In one of his classic expressions, Pope John Paul wrote that we live in a world characterized by a “practical, existential atheism.” In other words, he explained, people no longer bother to deny the existence of God; they simply go about their daily lives without Him. And in truth our culture has become increasingly secular, pagan and atheistic. God is a nuisance to some, a pious antiquity to others. And it’s in that daunting context that we’re challenged to love God “with all our heart,” to make that love the driving force of our lives.
And so, if we love God we keep His commandments, we reverence His name, we worship Him regularly, we respect His handiwork in creation, and everyday we try to comport ourselves as His children, authentic reflections of His image and likeness. All that, and more, is contained in the simple two-word phrase, “love God.”
The St. Sebastian’s inscription goes on to say “work hard,” a key ingredient in the recipe for success.
It’s true that many successful people are blessed with enormous talent, but we also know that some individuals have failed because they squandered their talent – they lacked personal discipline, weren’t terribly motivated, and didn’t work very hard. On the other hand we probably also know some folks who were less gifted – weren’t as fast, strong, intelligent or talented – but still achieved enormous success simply through grit and determination, in other words, by working their tails off to achieve their goal. It’s always true – success requires hard work.
Super athlete Lance Armstrong said, “I’ve read that I flew up the hills and mountains of France. But you don’t fly up a hill. You struggle slowly and painfully up a hill, and maybe, if you work very hard, you get to the top ahead of every body else.” And General Colin Powell speaks from experience in pointing out that just wanting something isn’t enough – “You got to study for it, work for it, fight for it with all your heart and soul, because nobody is going to hand it to you.”
Finally – if the first words of the inscription, “love God,” express the vertical aspect of the Christian Faith, the final words describe the horizontal aspect: “Take good care of one another.” Jesus Himself linked the two. He followed the first command to “love the Lord your God,” with the words, “You shall love your neighbor as yourself.” (Mt 22:39)
The exhortation to “take good care of one another” has a societal meaning, I’m sure, and one measure of the moral quality of society is how we take care of the weakest and most vulnerable in our midst. But our society isn’t always known for its generous spirit and fraternal care, and the tightening of the economy makes the situation even more difficult for our neighbors in need. Witness the plight of the unemployed, the homeless, single parents, the indigent elderly and immigrants, for example.
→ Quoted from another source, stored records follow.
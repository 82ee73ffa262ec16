//! Wallet session state and provider events.
//!
//! A [`WalletSession`] is the one place that knows which account is
//! connected and which chain the wallet is on. It is passed explicitly to
//! whatever needs it. Account and chain changes arrive as [`WalletEvent`]s
//! through [`Subscription`] handles, which detach themselves when dropped.

use std::collections::HashMap;
use std::sync::atomic::{AtomicU64, Ordering};
use std::sync::{Arc, Mutex, PoisonError, Weak};
use std::time::Duration;

use allowlist_common::Address;
use alloy_primitives::U256;
use serde_json::{json, Value};
use tokio::sync::mpsc;
use tokio::task::JoinHandle;

use crate::config::ChainConfig;
use crate::error::{Error, Result};
use crate::rpc::{EthApi, Provider, RpcError, UNRECOGNIZED_CHAIN, USER_REJECTED};

/// Parameters for `wallet_addEthereumChain`.
#[derive(Debug, Clone, PartialEq, Eq)]
pub struct NetworkParams {
    pub chain_id: u64,
    pub chain_name: String,
    pub currency_name: String,
    pub currency_symbol: String,
    pub decimals: u8,
    pub rpc_urls: Vec<String>,
    pub explorer_urls: Vec<String>,
}

impl NetworkParams {
    pub fn from_config(config: &ChainConfig) -> Self {
        Self {
            chain_id: config.chain_id,
            chain_name: config.chain_name.clone(),
            currency_name: "ETH".to_string(),
            currency_symbol: "ETH".to_string(),
            decimals: 18,
            rpc_urls: vec![config.rpc_url.clone()],
            explorer_urls: config.explorer_url.iter().cloned().collect(),
        }
    }

    pub fn chain_id_hex(&self) -> String {
        format!("{:#x}", self.chain_id)
    }

    pub fn to_json(&self) -> Value {
        json!({
            "chainId": self.chain_id_hex(),
            "chainName": self.chain_name,
            "nativeCurrency": {
                "name": self.currency_name,
                "symbol": self.currency_symbol,
                "decimals": self.decimals,
            },
            "rpcUrls": self.rpc_urls,
            "blockExplorerUrls": self.explorer_urls,
        })
    }
}

#[derive(Debug, Clone, PartialEq, Eq)]
pub enum WalletEvent {
    AccountsChanged(Vec<Address>),
    ChainChanged(u64),
}

/// What a consumer must do after [`WalletSession::apply`].
#[derive(Debug, Clone, Copy, PartialEq, Eq)]
pub enum SessionAction {
    Unchanged,
    AccountChanged(Address),
    Disconnected,
    /// The chain moved under us; rebuild the session and anything derived
    /// from its provider instead of reusing it.
    Reload,
}

#[derive(Default)]
struct EventHub {
    next_id: AtomicU64,
    listeners: Mutex<HashMap<u64, mpsc::UnboundedSender<WalletEvent>>>,
}

impl EventHub {
    fn subscribe(self: &Arc<Self>) -> Subscription {
        let id = self.next_id.fetch_add(1, Ordering::Relaxed);
        let (sender, events) = mpsc::unbounded_channel();
        self.listeners
            .lock()
            .unwrap_or_else(PoisonError::into_inner)
            .insert(id, sender);
        Subscription {
            id,
            hub: Arc::downgrade(self),
            events,
        }
    }

    fn emit(&self, event: WalletEvent) {
        let mut listeners = self.listeners.lock().unwrap_or_else(PoisonError::into_inner);
        tracing::debug!("Wallet event {:?} -> {} listener(s)", event, listeners.len());
        listeners.retain(|_, sender| sender.send(event.clone()).is_ok());
    }

    fn unsubscribe(&self, id: u64) {
        self.listeners
            .lock()
            .unwrap_or_else(PoisonError::into_inner)
            .remove(&id);
    }

    fn listener_count(&self) -> usize {
        self.listeners
            .lock()
            .unwrap_or_else(PoisonError::into_inner)
            .len()
    }
}

/// Live registration for wallet events. Dropping it unsubscribes.
pub struct Subscription {
    id: u64,
    hub: Weak<EventHub>,
    events: mpsc::UnboundedReceiver<WalletEvent>,
}

impl Subscription {
    pub async fn recv(&mut self) -> Option<WalletEvent> {
        self.events.recv().await
    }

    pub fn try_recv(&mut self) -> Option<WalletEvent> {
        self.events.try_recv().ok()
    }
}

impl Drop for Subscription {
    fn drop(&mut self) {
        if let Some(hub) = self.hub.upgrade() {
            hub.unsubscribe(self.id);
        }
    }
}

/// Background poller feeding the session's event hub. Stops on drop.
pub struct Watcher(JoinHandle<()>);

impl Drop for Watcher {
    fn drop(&mut self) {
        self.0.abort();
    }
}

/// Wallets sometimes wrap the real code as `data.originalError.code`.
fn wallet_error_code(err: &RpcError) -> Option<i64> {
    match err {
        RpcError::Rpc {
            data: Some(data), ..
        } => data
            .pointer("/originalError/code")
            .and_then(Value::as_i64)
            .or(err.code()),
        other => other.code(),
    }
}

pub struct WalletSession {
    provider: Option<Arc<dyn Provider>>,
    network: NetworkParams,
    account: Option<Address>,
    chain_id: Option<u64>,
    hub: Arc<EventHub>,
}

impl WalletSession {
    /// `provider: None` models "no wallet installed": the session simply
    /// stays unconnected.
    pub fn new(provider: Option<Arc<dyn Provider>>, network: NetworkParams) -> Self {
        Self {
            provider,
            network,
            account: None,
            chain_id: None,
            hub: Arc::new(EventHub::default()),
        }
    }

    pub fn provider(&self) -> Option<&Arc<dyn Provider>> {
        self.provider.as_ref()
    }

    pub fn network(&self) -> &NetworkParams {
        &self.network
    }

    pub fn account(&self) -> Option<Address> {
        self.account
    }

    pub fn chain_id(&self) -> Option<u64> {
        self.chain_id
    }

    pub fn is_connected(&self) -> bool {
        self.account.is_some()
    }

    pub fn is_correct_network(&self) -> bool {
        self.chain_id == Some(self.network.chain_id)
    }

    pub fn ensure_network(&self) -> Result<()> {
        match self.chain_id {
            Some(actual) if actual == self.network.chain_id => Ok(()),
            Some(actual) => Err(Error::WrongNetwork {
                expected: self.network.chain_id,
                actual,
            }),
            None => Err(Error::NotConnected),
        }
    }

    fn require_provider(&self) -> Result<Arc<dyn Provider>> {
        self.provider.clone().ok_or(Error::NoWallet)
    }

    /// Pick up an already-authorized account without prompting.
    pub async fn restore(&mut self) -> Result<bool> {
        let Some(provider) = self.provider.clone() else {
            return Ok(false);
        };
        let accounts = provider.accounts().await?;
        let Some(account) = accounts.first().copied() else {
            return Ok(false);
        };
        self.account = Some(account);
        self.chain_id = Some(provider.chain_id().await?);
        tracing::debug!("Restored wallet session for {} on chain {:?}", account, self.chain_id);
        Ok(true)
    }

    /// Request accounts, then move the wallet to the expected chain.
    pub async fn connect(&mut self) -> Result<Address> {
        let provider = self.require_provider()?;

        let accounts = provider.request_accounts().await?;
        let account = accounts.first().copied().ok_or(Error::NotConnected)?;
        let chain_id = provider.chain_id().await?;
        self.account = Some(account);
        self.chain_id = Some(chain_id);
        tracing::info!("Connected {} on chain {}", account, chain_id);

        if chain_id != self.network.chain_id {
            self.switch_network().await?;
        }
        Ok(account)
    }

    /// `wallet_switchEthereumChain`, adding the chain first if the wallet
    /// does not know it.
    pub async fn switch_network(&mut self) -> Result<()> {
        let provider = self.require_provider()?;
        let switch = json!([{ "chainId": self.network.chain_id_hex() }]);

        match provider.request("wallet_switchEthereumChain", switch.clone()).await {
            Ok(_) => {}
            Err(err) if wallet_error_code(&err) == Some(UNRECOGNIZED_CHAIN) => {
                tracing::info!("Adding {} to wallet", self.network.chain_name);
                provider
                    .request("wallet_addEthereumChain", json!([self.network.to_json()]))
                    .await?;
                provider.request("wallet_switchEthereumChain", switch).await?;
            }
            Err(err) if wallet_error_code(&err) == Some(USER_REJECTED) => {
                tracing::warn!("User rejected the network switch request");
                return Err(err.into());
            }
            Err(err) => {
                tracing::error!("Error switching to {}: {}", self.network.chain_name, err);
                return Err(err.into());
            }
        }

        self.chain_id = Some(provider.chain_id().await?);
        if let Some(account) = provider.accounts().await?.first() {
            self.account = Some(*account);
        }
        Ok(())
    }

    pub fn disconnect(&mut self) {
        self.account = None;
        self.chain_id = None;
    }

    pub async fn balance(&self) -> Result<U256> {
        let provider = self.require_provider()?;
        let account = self.account.ok_or(Error::NotConnected)?;
        Ok(provider.balance(&account).await?)
    }

    pub fn subscribe(&self) -> Subscription {
        self.hub.subscribe()
    }

    pub fn listener_count(&self) -> usize {
        self.hub.listener_count()
    }

    /// Deliver an event to every subscriber.
    pub fn emit(&self, event: WalletEvent) {
        self.hub.emit(event);
    }

    /// Fold an event into the session.
    pub fn apply(&mut self, event: &WalletEvent) -> SessionAction {
        match event {
            WalletEvent::AccountsChanged(accounts) => match accounts.first() {
                None => {
                    self.disconnect();
                    SessionAction::Disconnected
                }
                Some(account) if self.account == Some(*account) => SessionAction::Unchanged,
                Some(account) => {
                    self.account = Some(*account);
                    SessionAction::AccountChanged(*account)
                }
            },
            WalletEvent::ChainChanged(chain_id) => {
                self.chain_id = Some(*chain_id);
                SessionAction::Reload
            }
        }
    }

    /// Poll `eth_chainId`/`eth_accounts` and emit an event on every change.
    /// `None` when there is no provider to watch.
    pub fn spawn_watcher(&self, interval: Duration) -> Option<Watcher> {
        let provider = self.provider.clone()?;
        let hub = Arc::downgrade(&self.hub);
        let mut last_chain = self.chain_id;
        let mut last_accounts: Vec<Address> = self.account.into_iter().collect();

        let handle = tokio::spawn(async move {
            let mut ticker = tokio::time::interval(interval);
            loop {
                ticker.tick().await;
                let Some(hub) = hub.upgrade() else {
                    break;
                };

                match provider.chain_id().await {
                    Ok(chain_id) if last_chain != Some(chain_id) => {
                        if last_chain.is_some() {
                            hub.emit(WalletEvent::ChainChanged(chain_id));
                        }
                        last_chain = Some(chain_id);
                    }
                    Ok(_) => {}
                    Err(err) => tracing::debug!("Wallet watcher: eth_chainId failed: {}", err),
                }

                match provider.accounts().await {
                    Ok(accounts) if accounts != last_accounts => {
                        hub.emit(WalletEvent::AccountsChanged(accounts.clone()));
                        last_accounts = accounts;
                    }
                    Ok(_) => {}
                    Err(err) => tracing::debug!("Wallet watcher: eth_accounts failed: {}", err),
                }
            }
        });

        Some(Watcher(handle))
    }
}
Even when society fails its corporate obligation, though, loving and caring for one another can be a personal exercise. Each one of us can make a difference for someone else, and we should. But do we? Do we take care of our families, friends and neighbors? Are we sensitive to their personal and material needs and try to respond – not only with financial help, but more often with personal presence, a caring attitude and a remembrance in prayer? Even a few well-spoken words of forgiveness, understanding, or encouragement can make a huge difference in someone’s life. It’s one of the ways we “take good care of one another,” and it doesn’t cost a dime.
So congratulations to the good folks at St. Sebastian’s School who provided the new wall and the wonderful inscription. And thank you! You’ve given us all something to think about.